De todos los conciertos que he disfrutado en mi vida, juraría que el de los Rolling Stones en el Calderón, año 82, fue el único al que asistí. Tal vez sea porque la realidad hace trampas y toda la gente que dice haber asistido a aquel concierto lo haga por lo mismo que esa otra gente que dice haber estado en la cárcel con Franco, quién sabe. Ya puestos, hay personas que dicen haber estado encerradas en un retrete con Carmina Ordóñez, echándose unas rayas, aunque esto último también sea mentira.
Participar en la mitología es lo que tiene; la frontera entre imaginación y verdad es tan difusa que los acontecimientos inventados se hacen tan reales que, incluso, hay veces que hasta se paga por ellos. No sé si me explico, pero son cosas que se me vienen ahora a la cabeza en estos días de frío, encerrado y sin perder de mano la estufa, leyendo la biografía que ha escrito Mike Edison acerca de Charlie Watts y que se titula Simpatía por el baterista (libros del Kultrum).
Para quien no lo sepa, Mike Edison es músico además de periodista y ahora se lo hace con Guadalupe Plata, el grupo bluesero de Jaén. Durante algún tiempo lo vimos por Madrid tocando la batera con The Pleasure Fuckers, el grupo de Kike Turmix, una de las figuras importantes del underground malasañero de los ochenta. El rock de garaje y la bollería industrial eran su perdición.
Pero no me quiero despistar, en algún otro momento escribiré sobre el gordo Turmix. De momento, he venido aquí a hablar del libro de Charlie Watts que, más que una biografía de Watts, es una biografía de los Rolling Stones; una banda en la que todos sus miembros tomaban las mismas drogas y se acostaban con las mismas mujeres. Una vez, uno de ellos apareció muerto, flotando en una piscina de champán, hinchado como una burbuja de carne.

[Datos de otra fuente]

//! REST API Handlers
//!
//! Cache administration and match ingestion/lookup endpoints.
//!
//! ```text
//!   POST /v1/matches ──► cache raw (match:{id}:raw) ──► process ──► MatchStore
//!   GET  /v1/matches/:id ──► MatchStore ──miss──► cached raw ──► process
//! ```

use crate::cache::{CacheKey, CacheService};
use crate::error::{Error, ErrorAction};
use crate::matches::{process_with, GameEvent, Match, MatchStore, RawMatch, ReferenceData, TeamFightTally};
use axum::{
    extract::{Json, Path, State},
    http::StatusCode,
    response::{IntoResponse, Response},
    routing::{delete, get, post},
    Router,
};
use serde::{Deserialize, Serialize};
use std::sync::Arc;
use std::time::Duration;
use tower::ServiceBuilder;
use tower_http::cors::CorsLayer;
use tower_http::limit::RequestBodyLimitLayer;
use tower_http::timeout::TimeoutLayer;
use tower_http::trace::TraceLayer;
use tracing::{debug, info, warn};

// =============================================================================
// Request/Response Types
// =============================================================================

#[derive(Debug, Clone, Serialize, Deserialize)]
pub struct InvalidateRequest {
    /// Glob over cache keys (`*` and `?`)
    pub pattern: String,
}

#[derive(Debug, Clone, Serialize, Deserialize)]
pub struct DeletedResponse {
    pub deleted: u64,
}

/// Processed match plus its derived views
#[derive(Debug, Serialize)]
#[serde(rename_all = "camelCase")]
pub struct MatchResponse<'a> {
    #[serde(rename = "match")]
    pub processed: &'a Match,
    pub team_fights: TeamFightTally,
    pub timeline: Vec<GameEvent>,
}

impl<'a> MatchResponse<'a> {
    pub fn new(processed: &'a Match) -> Self {
        Self {
            processed,
            team_fights: processed.team_fight_tally(),
            timeline: processed.game_events(),
        }
    }
}

/// API error response
#[derive(Debug, Clone, Serialize, Deserialize)]
#[serde(rename_all = "camelCase")]
pub struct ApiErrorResponse {
    pub error: String,
    pub message: String,
    #[serde(skip_serializing_if = "Option::is_none")]
    pub details: Option<String>,
}

impl ApiErrorResponse {
    fn respond(status: StatusCode, error: &str, message: String, details: Option<String>) -> Response {
        (
            status,
            Json(Self {
                error: error.into(),
                message,
                details,
            }),
        )
            .into_response()
    }
}

fn status_for(e: &Error) -> StatusCode {
    match e {
        Error::InvalidPattern { .. } | Error::ApiValidation(_) => StatusCode::BAD_REQUEST,
        Error::MatchNotFound { .. } => StatusCode::NOT_FOUND,
        Error::Backend { .. } | Error::BackendUnavailable { .. } | Error::Http(_) => {
            StatusCode::SERVICE_UNAVAILABLE
        }
        _ => StatusCode::INTERNAL_SERVER_ERROR,
    }
}

fn error_response(error: &str, e: &Error) -> Response {
    ApiErrorResponse::respond(status_for(e), error, e.to_string(), None)
}

// =============================================================================
// REST Router
// =============================================================================

/// Shared application state
#[derive(Clone)]
pub struct AppState {
    pub cache: Arc<CacheService>,
    pub matches: Arc<MatchStore>,
    pub reference: Arc<ReferenceData>,
    /// TTL for cached raw payloads; `None` uses the backend default
    pub raw_ttl_seconds: Option<u64>,
}

impl AppState {
    pub fn new(
        cache: Arc<CacheService>,
        matches: Arc<MatchStore>,
        reference: Arc<ReferenceData>,
    ) -> Self {
        Self {
            cache,
            matches,
            reference,
            raw_ttl_seconds: None,
        }
    }

    pub fn with_raw_ttl(mut self, ttl_seconds: u64) -> Self {
        self.raw_ttl_seconds = Some(ttl_seconds);
        self
    }
}

/// REST API router builder
pub struct RestRouter {
    state: AppState,
    request_timeout: Duration,
    max_body_size: usize,
}

impl RestRouter {
    pub fn new(state: AppState) -> Self {
        Self {
            state,
            request_timeout: Duration::from_secs(30),
            max_body_size: 10 * 1024 * 1024,
        }
    }

    pub fn with_limits(mut self, request_timeout: Duration, max_body_size: usize) -> Self {
        self.request_timeout = request_timeout;
        self.max_body_size = max_body_size;
        self
    }

    /// Build the Axum router
    pub fn build(self) -> Router {
        let layers = ServiceBuilder::new()
            .layer(TraceLayer::new_for_http())
            // Limit sits outside the timeout: Timeout needs a Default response body
            .layer(RequestBodyLimitLayer::new(self.max_body_size))
            .layer(TimeoutLayer::new(self.request_timeout))
            .layer(CorsLayer::permissive());

        Router::new()
            // Cache endpoints
            .route("/v1/cache/stats", get(cache_stats))
            .route("/v1/cache/keys/:key", delete(delete_key))
            .route("/v1/cache/invalidate", post(invalidate))
            // Match endpoints
            .route("/v1/matches", post(submit_match))
            .route("/v1/matches/:id", get(get_match))
            // Health endpoints
            .route("/health", get(health_check))
            .route("/ready", get(readiness_check))
            .layer(layers)
            .with_state(self.state)
    }
}

// =============================================================================
// Cache Handlers
// =============================================================================

async fn cache_stats(State(state): State<AppState>) -> Response {
    match state.cache.stats().await {
        Ok(stats) => (StatusCode::OK, Json(stats)).into_response(),
        Err(e) => error_response("stats_failed", &e),
    }
}

async fn delete_key(State(state): State<AppState>, Path(key): Path<String>) -> Response {
    match state.cache.delete(&key).await {
        Ok(removed) => {
            debug!(key = %key, removed, "Cache key deleted");
            let deleted = u64::from(removed);
            (StatusCode::OK, Json(DeletedResponse { deleted })).into_response()
        }
        Err(e) => error_response("delete_failed", &e),
    }
}

async fn invalidate(
    State(state): State<AppState>,
    Json(request): Json<InvalidateRequest>,
) -> Response {
    match state.cache.invalidate_pattern(&request.pattern).await {
        Ok(deleted) => {
            info!(pattern = %request.pattern, deleted, "Cache invalidated");
            (StatusCode::OK, Json(DeletedResponse { deleted })).into_response()
        }
        Err(e) => error_response("invalidate_failed", &e),
    }
}

// =============================================================================
// Match Handlers
// =============================================================================

async fn submit_match(State(state): State<AppState>, Json(raw): Json<RawMatch>) -> Response {
    if raw.match_id == 0 {
        return error_response(
            "invalid_match",
            &Error::ApiValidation("match_id is required".into()),
        );
    }

    let key = CacheKey::match_raw(raw.match_id).to_storage_key();
    if let Err(e) = state.cache.set_json(&key, &raw, state.raw_ttl_seconds).await {
        warn!(match_id = raw.match_id, error = %e, "Failed to cache raw match");
    }

    let processed = state.matches.insert(process_with(&raw, &state.reference));
    info!(match_id = processed.id, winner = %processed.result, "Match processed");

    (StatusCode::CREATED, Json(MatchResponse::new(&processed))).into_response()
}

async fn get_match(State(state): State<AppState>, Path(id): Path<u64>) -> Response {
    if let Some(processed) = state.matches.get(id) {
        return (StatusCode::OK, Json(MatchResponse::new(&processed))).into_response();
    }

    let key = CacheKey::match_raw(id).to_storage_key();
    match state.cache.get_json::<RawMatch>(&key).await {
        Ok(Some(raw)) => {
            debug!(match_id = id, "Reprocessing cached raw match");
            let processed = state.matches.insert(process_with(&raw, &state.reference));
            (StatusCode::OK, Json(MatchResponse::new(&processed))).into_response()
        }
        Ok(None) => not_found(&state, id),
        Err(e) => {
            warn!(match_id = id, error = %e, "Cached raw match unusable");
            state.matches.record_error(id, e.to_string());
            match e.action() {
                ErrorAction::TreatAsMiss => not_found(&state, id),
                _ => error_response("cache_unavailable", &e),
            }
        }
    }
}

fn not_found(state: &AppState, id: u64) -> Response {
    let e = Error::MatchNotFound { match_id: id };
    ApiErrorResponse::respond(
        StatusCode::NOT_FOUND,
        "not_found",
        e.to_string(),
        state.matches.last_error(id),
    )
}

// =============================================================================
// Health Handlers
// =============================================================================

async fn health_check() -> impl IntoResponse {
    (StatusCode::OK, "ok")
}

async fn readiness_check(State(state): State<AppState>) -> impl IntoResponse {
    if state.cache.is_healthy().await {
        (StatusCode::OK, "ready")
    } else {
        (StatusCode::SERVICE_UNAVAILABLE, "cache backend unhealthy")
    }
}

No hace falta mirar mucho sus caras para darse cuenta de los prolongados efectos de algún vicio. El exceso salta a la vista. Con todo, Keith Richards se conserva en alcohol y qué decir de Mick Jagger, si hizo un pacto con el diablo y el diablo salió perdiendo. A sus casi 80 años conserva la vitalidad de un chaval y la sonrisa jovial de un estudiante haciendo pellas.
En el libro dedicado a Charlie Watts, el rijoso de Mike Edison nos cuenta cómo se currelaron su mejor disco, Exile on Main Street. La grabación se realizó en un castillo de la Costa Azul que en su día sirvió como cuartel de la Gestapo. En los sótanos del castillo, envueltos en una intimidad de sudor y de porro compartido, las groupies bajaban a lamerles los pies y Charlie Watts lo contemplaba todo con ojos de venado sexual entre redobles, sincopas y silencios. Luego, por la mañana, se iban juntos a navegar por el Mediterráneo a bordo de una barcaza con drogas.
Años después, cuando llegaron a Madrid en el 82, ocurrió el milagro en forma de tormenta. El césped del Calderón se convirtió en una alfombra persa que se elevó sobre la geografía del escenario y salió volando hacia esa región donde lo inventado se carea con la verdad y la verdad sale perdiendo.